▶ [Information]:
==================================================

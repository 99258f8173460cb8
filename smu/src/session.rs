// Copyright © 2019 Intel Corporation
//
// SPDX-License-Identifier: Apache-2.0 OR BSD-3-Clause
//

use std::sync::Arc;

use cpuid::ProcessorIdentity;
use hwaccess::{HardwareAccess, PciAddress};

use crate::codename::{SmuCodename, TableBaseCommand};
use crate::mailbox::{args, Args, Mailbox, MailboxKind, MailboxLayout, Smn, DEFAULT_MAX_RETRIES};
use crate::pm_table::{table_size, PmTable};
use crate::{Result, SmuError};

const AMD_PCI_VENDOR: u32 = 0x1022;
const MP1_GET_SMU_VERSION: u32 = 0x02;

#[derive(Clone, Copy, Debug, PartialEq, Eq)]
pub struct SmuConfig {
    /// Response register polls per phase of a command.
    pub max_retries: u32,
}

impl Default for SmuConfig {
    fn default() -> Self {
        SmuConfig {
            max_retries: DEFAULT_MAX_RETRIES,
        }
    }
}

/// An initialized connection to the SMU of the running platform.
///
/// Construction resolves the codename, checks the host bridge and reads the
/// firmware version. The power management table is set up separately with
/// [`SmuSession::init_pm_table`] since not every platform publishes one.
pub struct SmuSession {
    codename: SmuCodename,
    mailbox: Mailbox,
    pci_id: u32,
    smu_version: u32,
    table: Option<PmTable>,
}

impl SmuSession {
    pub fn new(
        hw: Arc<dyn HardwareAccess>,
        id: &ProcessorIdentity,
        config: SmuConfig,
    ) -> Result<Self> {
        let codename = SmuCodename::from_identity(id)?;
        Self::with_codename(hw, codename, config)
    }

    pub fn with_codename(
        hw: Arc<dyn HardwareAccess>,
        codename: SmuCodename,
        config: SmuConfig,
    ) -> Result<Self> {
        if config.max_retries == 0 {
            return Err(SmuError::InvalidArgument);
        }

        let pci_id = hw
            .read_pci_config32(PciAddress::HOST_BRIDGE, 0)
            .map_err(SmuError::DriverError)?;
        if pci_id & 0xffff != AMD_PCI_VENDOR {
            debug!("Host bridge {:08x} is not an AMD device", pci_id);
            return Err(SmuError::CpuNotSupported);
        }

        let layout = codename.mailbox_layout()?;
        debug!(
            "{}: RSMU {:#x}/{:#x}/{:#x} MP1 {:#x}/{:#x}/{:#x} HSMP {:#x}/{:#x}/{:#x}",
            codename,
            layout.rsmu.cmd,
            layout.rsmu.rsp,
            layout.rsmu.args,
            layout.mp1.cmd,
            layout.mp1.rsp,
            layout.mp1.args,
            layout.hsmp.cmd,
            layout.hsmp.rsp,
            layout.hsmp.args
        );

        let mailbox = Mailbox::new(Smn::new(hw), layout, config.max_retries);
        let mut version = args(1);
        mailbox.send_command(MailboxKind::Mp1, MP1_GET_SMU_VERSION, &mut version)?;
        let smu_version = version[0];
        debug!("SMU version {}", format_version(smu_version));

        Ok(SmuSession {
            codename,
            mailbox,
            pci_id,
            smu_version,
            table: None,
        })
    }

    pub fn codename(&self) -> SmuCodename {
        self.codename
    }

    pub fn layout(&self) -> &MailboxLayout {
        self.mailbox.layout()
    }

    pub fn if_version(&self) -> u32 {
        self.mailbox.layout().if_version
    }

    /// Host bridge vendor and device id.
    pub fn pci_id(&self) -> u32 {
        self.pci_id
    }

    pub fn smu_version(&self) -> u32 {
        self.smu_version
    }

    pub fn smn(&self) -> &Smn {
        self.mailbox.smn()
    }

    pub fn send_command(&self, kind: MailboxKind, function: u32, args: &mut Args) -> Result<()> {
        self.mailbox.send_command(kind, function, args)
    }

    fn rsmu(&self, function: u32, mut args: Args) -> Result<Args> {
        self.mailbox.send_command(MailboxKind::Rsmu, function, &mut args)?;
        Ok(args)
    }

    fn table_base(&self) -> Result<u64> {
        match self.codename.table_base_command() {
            Some(TableBaseCommand::Single(function)) => {
                let mut request = args(1);
                request[1] = 1;
                let result = self.rsmu(function, request)?;
                Ok(((result[1] as u64) << 32) | result[0] as u64)
            }
            Some(TableBaseCommand::Pair(first, second)) => {
                self.rsmu(first, args(0))?;
                Ok(self.rsmu(second, args(0))?[0] as u64)
            }
            Some(TableBaseCommand::Split(a, b, c)) => {
                self.rsmu(a, args(3))?;
                let low = self.rsmu(c, args(3))?[0];
                self.rsmu(b, args(3))?;
                self.rsmu(a, args(5))?;
                let high = self.rsmu(c, args(5))?[0];
                Ok(((high as u64) << 32) | low as u64)
            }
            None => Err(SmuError::Unsupported),
        }
    }

    fn table_version(&self) -> Result<u32> {
        let function = self.codename.table_version_command().ok_or(SmuError::Unsupported)?;
        Ok(self.rsmu(function, args(0))?[0])
    }

    /// Locates the power management table and allocates the local copy.
    ///
    /// Calling it again re-reads the base and version and replaces the buffer.
    pub fn init_pm_table(&mut self) -> Result<()> {
        if !self.mailbox.layout().rsmu.is_present() {
            return Err(SmuError::Unsupported);
        }

        let base = self.table_base()?;
        let version = match self.table_version() {
            Ok(version) => version,
            // Older platforms have no version command; their size is fixed or the default.
            Err(SmuError::Unsupported) => 0,
            Err(e) => return Err(e),
        };
        let size = self
            .codename
            .fixed_table_size()
            .unwrap_or_else(|| table_size(version));
        debug!(
            "PM table at {:#x}, version {:#x}, {} bytes",
            base, version, size
        );

        self.table = Some(PmTable::new(base, version, size)?);
        Ok(())
    }

    /// Asks the firmware to publish a fresh table and copies it from physical memory.
    pub fn update_pm_table(&mut self) -> Result<()> {
        let (function, arg0) = self.codename.transfer_command().ok_or(SmuError::Unsupported)?;
        let base = match &self.table {
            Some(table) if table.base() != 0 => table.base(),
            _ => return Err(SmuError::Unsupported),
        };

        self.rsmu(function, args(arg0))?;

        let hw = self.mailbox.smn().hw().clone();
        let table = self.table.as_mut().ok_or(SmuError::NotInitialized)?;
        let buf = table.bytes_mut();
        let len = buf.len();
        let read = hw.read_physical_memory(base, buf).map_err(SmuError::DriverError)?;
        if read < len {
            return Err(SmuError::DriverError(hwaccess::Error::ShortRead {
                addr: base,
                read,
                len,
            }));
        }
        Ok(())
    }

    pub fn pm_table(&self) -> Result<&PmTable> {
        self.table.as_ref().ok_or(SmuError::NotInitialized)
    }

    pub fn pm_table_version(&self) -> Result<u32> {
        Ok(self.pm_table()?.version())
    }

    pub fn pm_table_size(&self) -> Result<usize> {
        Ok(self.pm_table()?.size())
    }

    pub fn stapm_limit(&self) -> Result<f32> {
        self.pm_table()?.stapm_limit()
    }

    pub fn stapm_value(&self) -> Result<f32> {
        self.pm_table()?.stapm_value()
    }

    pub fn fast_limit(&self) -> Result<f32> {
        self.pm_table()?.fast_limit()
    }

    pub fn fast_value(&self) -> Result<f32> {
        self.pm_table()?.fast_value()
    }

    pub fn slow_limit(&self) -> Result<f32> {
        self.pm_table()?.slow_limit()
    }

    pub fn slow_value(&self) -> Result<f32> {
        self.pm_table()?.slow_value()
    }

    pub fn core_temperature(&self, core: u32) -> Result<f32> {
        self.pm_table()?.core_temperature(core)
    }

    pub fn apu_temperature(&self) -> Result<f32> {
        self.pm_table()?.apu_temperature()
    }
}

/// `major.minor.patch` as reported by MP1.
pub fn format_version(version: u32) -> String {
    format!(
        "{}.{}.{}",
        (version >> 16) & 0xff,
        (version >> 8) & 0xff,
        version & 0xff
    )
}

#[cfg(test)]
mod tests {
    use byteorder::{ByteOrder, LittleEndian};
    use cpuid::{decode, CpuidLeaf, MatchPolicy, SampleBuilder};

    use super::*;
    use crate::mock::SmuSimulator;
    use crate::pm_table::{DEFAULT_TABLE_SIZE, FAST_LIMIT, SLOW_LIMIT};

    fn config() -> SmuConfig {
        SmuConfig { max_retries: 32 }
    }

    fn table_with(size: usize, values: &[(usize, f32)]) -> Vec<u8> {
        let mut bytes = vec![0u8; size];
        for (offset, value) in values {
            LittleEndian::write_f32(&mut bytes[*offset..], *value);
        }
        bytes
    }

    #[test]
    fn session_from_identity() {
        let raw = SampleBuilder::new()
            .vendor(b"AuthenticAMD")
            .max_basic(0x10)
            .max_extended(0x8000_0008)
            .signature(0x19, 0x61, 2)
            .leaf(0x8000_0001, CpuidLeaf::new(0, 4 << 28, 0, 0))
            .build();
        let id = decode(&raw, MatchPolicy::default()).unwrap();
        let sim = Arc::new(SmuSimulator::new(SmuCodename::Raphael).with_smu_version(0x0054_3a00));
        let session = SmuSession::new(sim, &id, config()).unwrap();
        assert_eq!(session.codename(), SmuCodename::Raphael);
        assert_eq!(session.if_version(), 11);
        assert_eq!(session.smu_version(), 0x0054_3a00);
        assert_eq!(format_version(session.smu_version()), "84.58.0");
        assert_eq!(session.pci_id() & 0xffff, 0x1022);
    }

    #[test]
    fn non_amd_host_bridge_is_rejected() {
        let sim = Arc::new(SmuSimulator::new(SmuCodename::Raphael).with_pci_id(0x1234_8086));
        assert!(matches!(
            SmuSession::with_codename(sim, SmuCodename::Raphael, config()),
            Err(SmuError::CpuNotSupported)
        ));
    }

    #[test]
    fn intel_identity_is_rejected() {
        let raw = SampleBuilder::new()
            .vendor(b"GenuineIntel")
            .max_basic(1)
            .signature(6, 0x97, 2)
            .build();
        let id = decode(&raw, MatchPolicy::default()).unwrap();
        let sim = Arc::new(SmuSimulator::new(SmuCodename::Raphael));
        assert!(matches!(
            SmuSession::new(sim, &id, config()),
            Err(SmuError::CpuNotSupported)
        ));
    }

    #[test]
    fn zero_retries_are_invalid() {
        let sim = Arc::new(SmuSimulator::new(SmuCodename::Raphael));
        assert!(matches!(
            SmuSession::with_codename(sim, SmuCodename::Raphael, SmuConfig { max_retries: 0 }),
            Err(SmuError::InvalidArgument)
        ));
    }

    #[test]
    fn table_access_needs_init() {
        let sim = Arc::new(SmuSimulator::new(SmuCodename::Raphael));
        let session = SmuSession::with_codename(sim, SmuCodename::Raphael, config()).unwrap();
        assert!(matches!(session.fast_limit(), Err(SmuError::NotInitialized)));
    }

    #[test]
    fn single_call_base_and_transfer() {
        let bytes = table_with(
            0x944,
            &[(FAST_LIMIT, 88.0), (SLOW_LIMIT, 65.0), (0x360 + 8, 71.0)],
        );
        let sim = Arc::new(
            SmuSimulator::new(SmuCodename::Raphael).with_pm_table(0x1_dead_0000, 0x40_0005, &bytes),
        );
        let mut session = SmuSession::with_codename(sim, SmuCodename::Raphael, config()).unwrap();

        session.init_pm_table().unwrap();
        assert_eq!(session.pm_table_version().unwrap(), 0x40_0005);
        assert_eq!(session.pm_table_size().unwrap(), 0x944);
        assert_eq!(session.pm_table().unwrap().base(), 0x1_dead_0000);
        // Nothing is copied before the first update.
        assert_eq!(session.fast_limit().unwrap(), 0.0);

        session.update_pm_table().unwrap();
        assert_eq!(session.fast_limit().unwrap(), 88.0);
        assert_eq!(session.slow_limit().unwrap(), 65.0);
        assert_eq!(session.core_temperature(2).unwrap(), 71.0);
        assert!(matches!(session.apu_temperature(), Err(SmuError::Unsupported)));
        assert!(matches!(session.core_temperature(16), Err(SmuError::Unsupported)));
    }

    #[test]
    fn unknown_version_uses_default_size() {
        let bytes = table_with(DEFAULT_TABLE_SIZE, &[(FAST_LIMIT, 25.0)]);
        let sim = Arc::new(
            SmuSimulator::new(SmuCodename::Phoenix).with_pm_table(0x8000_0000, 0x7f_0001, &bytes),
        );
        let mut session = SmuSession::with_codename(sim, SmuCodename::Phoenix, config()).unwrap();
        session.init_pm_table().unwrap();
        assert_eq!(session.pm_table_size().unwrap(), DEFAULT_TABLE_SIZE);
        session.update_pm_table().unwrap();
        assert_eq!(session.fast_limit().unwrap(), 25.0);
    }

    #[test]
    fn pair_base_without_version_command() {
        let bytes = table_with(DEFAULT_TABLE_SIZE, &[(SLOW_LIMIT, 95.0)]);
        let sim = Arc::new(
            SmuSimulator::new(SmuCodename::PinnacleRidge).with_pm_table(0xd000_0000, 0, &bytes),
        );
        let mut session =
            SmuSession::with_codename(sim, SmuCodename::PinnacleRidge, config()).unwrap();
        session.init_pm_table().unwrap();
        assert_eq!(session.pm_table_version().unwrap(), 0);
        assert_eq!(session.pm_table_size().unwrap(), DEFAULT_TABLE_SIZE);
        session.update_pm_table().unwrap();
        assert_eq!(session.slow_limit().unwrap(), 95.0);
    }

    #[test]
    fn split_base_uses_fixed_size() {
        let bytes = table_with(0x6ac, &[(FAST_LIMIT, 30.0)]);
        let sim = Arc::new(
            SmuSimulator::new(SmuCodename::Picasso).with_pm_table(0x2_c000_1000, 0x1e_0004, &bytes),
        );
        let mut session = SmuSession::with_codename(sim, SmuCodename::Picasso, config()).unwrap();
        session.init_pm_table().unwrap();
        assert_eq!(session.pm_table().unwrap().base(), 0x2_c000_1000);
        assert_eq!(session.pm_table_size().unwrap(), 0x6ac);
        session.update_pm_table().unwrap();
        assert_eq!(session.fast_limit().unwrap(), 30.0);
    }

    #[test]
    fn short_memory_read_is_a_driver_error() {
        let bytes = table_with(0x100, &[]);
        let sim = Arc::new(
            SmuSimulator::new(SmuCodename::Raphael).with_pm_table(0x4000, 0x40_0005, &bytes),
        );
        let mut session = SmuSession::with_codename(sim, SmuCodename::Raphael, config()).unwrap();
        session.init_pm_table().unwrap();
        assert!(matches!(
            session.update_pm_table(),
            Err(SmuError::DriverError(hwaccess::Error::ShortRead { .. }))
        ));
    }

    #[test]
    fn zero_base_cannot_be_updated() {
        let sim = Arc::new(SmuSimulator::new(SmuCodename::Vermeer));
        let mut session = SmuSession::with_codename(sim, SmuCodename::Vermeer, config()).unwrap();
        assert!(matches!(session.update_pm_table(), Err(SmuError::Unsupported)));
        session.init_pm_table().unwrap();
        assert!(matches!(session.update_pm_table(), Err(SmuError::Unsupported)));
    }

    #[test]
    fn version_stall_aborts_init() {
        let sim = Arc::new(SmuSimulator::new(SmuCodename::Raphael));
        sim.stall(32);
        assert!(matches!(
            SmuSession::with_codename(sim, SmuCodename::Raphael, config()),
            Err(SmuError::CmdTimeout)
        ));
    }
}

==================================================

Exactly the lines from the one containing "let bytes = table_with(0x100, &[]);" through the end of the records above are to be printed, and no others.

▶ [Result]:
        let bytes = table_with(0x100, &[]);
        let sim = Arc::new(
            SmuSimulator::new(SmuCodename::Raphael).with_pm_table(0x4000, 0x40_0005, &bytes),
        );
        let mut session = SmuSession::with_codename(sim, SmuCodename::Raphael, config()).unwrap();
        session.init_pm_table().unwrap();
        assert!(matches!(
            session.update_pm_table(),
            Err(SmuError::DriverError(hwaccess::Error::ShortRead { .. }))
        ));
    }

    #[test]
    fn zero_base_cannot_be_updated() {
        let sim = Arc::new(SmuSimulator::new(SmuCodename::Vermeer));
        let mut session = SmuSession::with_codename(sim, SmuCodename::Vermeer, config()).unwrap();
        assert!(matches!(session.update_pm_table(), Err(SmuError::Unsupported)));
        session.init_pm_table().unwrap();
        assert!(matches!(session.update_pm_table(), Err(SmuError::Unsupported)));
    }

    #[test]
    fn version_stall_aborts_init() {
        let sim = Arc::new(SmuSimulator::new(SmuCodename::Raphael));
        sim.stall(32);
        assert!(matches!(
            SmuSession::with_codename(sim, SmuCodename::Raphael, config()),
            Err(SmuError::CmdTimeout)
        ));
    }
}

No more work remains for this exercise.